## PROBLEM TO SOLVE
Please give the count of lines below with the string "that" in them, and no other words.

## GIVEN ENTRIES
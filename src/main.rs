//! content-forge CLI entry point.
//!
//! Initializes logging and delegates to the CLI module for command handling.

use tracing_subscriber::{fmt, prelude::*, EnvFilter};

#[tokio::main]
async fn main() -> anyhow::Result<()> {
    let cli = content_forge::cli::parse_cli();

    // Priority: RUST_LOG env var > --log-level CLI arg > default "info"
    let log_filter = std::env::var("RUST_LOG").unwrap_or_else(|_| cli.log_level.clone());

    tracing_subscriber::registry()
        .with(fmt::layer().with_writer(std::io::stderr))
        .with(EnvFilter::try_from_default_env().unwrap_or_else(|_| EnvFilter::new(&log_filter)))
        .init();

    content_forge::cli::run_with_cli(cli).await
}
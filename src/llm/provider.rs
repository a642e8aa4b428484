//! Chat-completion request/response types and the provider trait.

use async_trait::async_trait;
use serde::{Deserialize, Serialize};

use crate::error::LlmError;

/// A message in a conversation with an LLM.
#[derive(Debug, Clone, PartialEq, Serialize, Deserialize)]
pub struct Message {
    /// Role of the message sender ("system", "user" or "assistant").
    pub role: String,
    pub content: String,
}

impl Message {
    pub fn system(content: impl Into<String>) -> Self {
        Self {
            role: "system".to_string(),
            content: content.into(),
        }
    }

    pub fn user(content: impl Into<String>) -> Self {
        Self {
            role: "user".to_string(),
            content: content.into(),
        }
    }

    pub fn assistant(content: impl Into<String>) -> Self {
        Self {
            role: "assistant".to_string(),
            content: content.into(),
        }
    }
}

/// Request for text generation from an LLM.
#[derive(Debug, Clone, PartialEq, Serialize, Deserialize)]
pub struct GenerationRequest {
    /// Model identifier to use for generation.
    pub model: String,
    pub messages: Vec<Message>,
    /// Sampling temperature (0.0 - 2.0).
    #[serde(skip_serializing_if = "Option::is_none")]
    pub temperature: Option<f64>,
    #[serde(skip_serializing_if = "Option::is_none")]
    pub max_tokens: Option<u32>,
    /// Nucleus sampling parameter (0.0 - 1.0).
    #[serde(skip_serializing_if = "Option::is_none")]
    pub top_p: Option<f64>,
}

impl GenerationRequest {
    pub fn new(model: impl Into<String>, messages: Vec<Message>) -> Self {
        Self {
            model: model.into(),
            messages,
            temperature: None,
            max_tokens: None,
            top_p: None,
        }
    }

    pub fn with_temperature(mut self, temperature: f64) -> Self {
        self.temperature = Some(temperature);
        self
    }

    pub fn with_max_tokens(mut self, max_tokens: u32) -> Self {
        self.max_tokens = Some(max_tokens);
        self
    }

    pub fn with_top_p(mut self, top_p: f64) -> Self {
        self.top_p = Some(top_p);
        self
    }
}

/// Response from an LLM generation request.
#[derive(Debug, Clone, Serialize, Deserialize)]
pub struct GenerationResponse {
    pub id: String,
    /// Model that actually served the request.
    pub model: String,
    pub choices: Vec<Choice>,
    pub usage: Usage,
}

impl GenerationResponse {
    /// Get the first choice, if available.
    pub fn first_choice(&self) -> Option<&Choice> {
        self.choices.first()
    }

    /// Get the content of the first choice, if available.
    pub fn first_content(&self) -> Option<&str> {
        self.choices.first().map(|c| c.message.content.as_str())
    }
}

/// A single generated choice from the LLM.
#[derive(Debug, Clone, Serialize, Deserialize)]
pub struct Choice {
    pub index: u32,
    pub message: Message,
    /// Reason the generation stopped ("stop", "length", ...).
    pub finish_reason: String,
}

/// Token usage statistics for a generation request.
#[derive(Debug, Clone, Copy, Default, PartialEq, Eq, Serialize, Deserialize)]
pub struct Usage {
    pub prompt_tokens: u32,
    pub completion_tokens: u32,
    pub total_tokens: u32,
}

/// A backend that can serve chat-completion requests.
///
/// Implementations make exactly one remote call per `generate`; retry,
/// timeout and cost policy belong to `ModelClient`.
#[async_trait]
pub trait LlmProvider: Send + Sync {
    async fn generate(&self, request: GenerationRequest) -> Result<GenerationResponse, LlmError>;

    /// Short name used in logs and metrics labels.
    fn name(&self) -> &str {
        "provider"
    }
}

#[cfg(test)]
mod tests {
    use super::*;

    #[test]
    fn test_request_builder_and_serialization() {
        let request = GenerationRequest::new("m", vec![Message::system("s"), Message::user("u")])
            .with_temperature(0.2)
            .with_max_tokens(64);
        let json = serde_json::to_string(&request).unwrap();
        assert!(json.contains("\"temperature\":0.2"));
        assert!(json.contains("\"max_tokens\":64"));
        assert!(!json.contains("top_p"));
    }

    #[test]
    fn test_first_content() {
        let response = GenerationResponse {
            id: "r".to_string(),
            model: "m".to_string(),
            choices: vec![Choice {
                index: 0,
                message: Message::assistant("hello"),
                finish_reason: "stop".to_string(),
            }],
            usage: Usage::default(),
        };
        assert_eq!(response.first_content(), Some("hello"));

        let empty = GenerationResponse {
            choices: Vec::new(),
            ..response
        };
        assert!(empty.first_content().is_none());
    }
}
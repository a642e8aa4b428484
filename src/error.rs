//! Error types for content-forge operations.
//!
//! Defines the typed failure causes for each pipeline component:
//! - LLM API interactions (transport level)
//! - Schema registry loading and lookup
//! - Prompt construction from task specifications
//! - Validation of model output against a schema
//!
//! Storage and configuration errors live next to their modules
//! (`storage::StorageError`, `pipeline::ConfigError`).

use serde::{Deserialize, Serialize};
use thiserror::Error;

/// Errors that can occur during a single LLM API call.
///
/// These are raw transport outcomes. The model client adapter classifies
/// them into retryable and fatal failures.
#[derive(Debug, Clone, Error)]
pub enum LlmError {
    #[error("Missing API key: set CONTENT_FORGE_API_KEY or pass --api-key")]
    MissingApiKey,

    #[error("HTTP client configuration error: {0}")]
    Configuration(String),

    #[error("HTTP request failed: {0}")]
    RequestFailed(String),

    #[error("Request timed out after {millis} ms")]
    Timeout { millis: u64 },

    #[error("Failed to parse LLM response: {0}")]
    ParseError(String),

    #[error("LLM response contained no choices")]
    EmptyResponse,

    #[error("Rate limited: {0}")]
    RateLimited(String),

    #[error("Invalid model: {0}")]
    InvalidModel(String),

    #[error("Context length exceeded: {limit} tokens")]
    ContextLengthExceeded { limit: u32 },

    #[error("API error ({code}): {message}")]
    ApiError { code: u16, message: String },
}

/// Errors that can occur while loading or querying the schema registry.
#[derive(Debug, Error)]
pub enum RegistryError {
    #[error("Unknown task kind '{0}'")]
    UnknownTaskKind(String),

    #[error("Duplicate schema for task kind '{0}'")]
    DuplicateKind(String),

    #[error("Invalid schema '{schema}': {message}")]
    InvalidDefinition { schema: String, message: String },

    #[error("Invalid range [{min}, {max}] for field '{field}' in schema '{schema}': min must be <= max")]
    InvalidRange {
        schema: String,
        field: String,
        min: String,
        max: String,
    },

    #[error("Invalid regex pattern '{pattern}' for field '{field}': {message}")]
    InvalidPattern {
        field: String,
        pattern: String,
        message: String,
    },

    #[error("IO error: {0}")]
    Io(#[from] std::io::Error),

    #[error("YAML parsing error: {0}")]
    Yaml(#[from] serde_yaml::Error),
}

/// Errors raised while turning a task specification into a prompt payload.
///
/// All of these are caller errors and are never retried.
#[derive(Debug, Error)]
pub enum PromptError {
    #[error("Invalid task spec for '{kind}': missing required inputs {missing:?}, unknown inputs {unknown:?}")]
    InvalidTaskSpec {
        kind: String,
        missing: Vec<String>,
        unknown: Vec<String>,
    },

    #[error("Schema lookup failed: {0}")]
    Registry(#[from] RegistryError),
}

/// A single field that failed schema validation.
#[derive(Debug, Clone, PartialEq, Serialize, Deserialize)]
pub struct FieldViolation {
    /// Dotted path of the offending field (`"$"` for the document root).
    pub field: String,
    /// Description of what was wrong.
    pub message: String,
}

impl FieldViolation {
    pub fn new(field: impl Into<String>, message: impl Into<String>) -> Self {
        Self {
            field: field.into(),
            message: message.into(),
        }
    }
}

impl std::fmt::Display for FieldViolation {
    fn fmt(&self, f: &mut std::fmt::Formatter<'_>) -> std::fmt::Result {
        write!(f, "{}: {}", self.field, self.message)
    }
}

/// Errors that can occur while validating model output.
#[derive(Debug, Clone, Error)]
pub enum ValidationError {
    #[error("Schema violation in '{schema}': {}", summarize(.violations))]
    SchemaViolation {
        schema: String,
        violations: Vec<FieldViolation>,
    },
}

impl ValidationError {
    /// Returns the individual field violations.
    pub fn violations(&self) -> &[FieldViolation] {
        match self {
            ValidationError::SchemaViolation { violations, .. } => violations,
        }
    }
}

fn summarize(violations: &[FieldViolation]) -> String {
    violations
        .iter()
        .map(ToString::to_string)
        .collect::<Vec<_>>()
        .join("; ")
}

## RESULT
6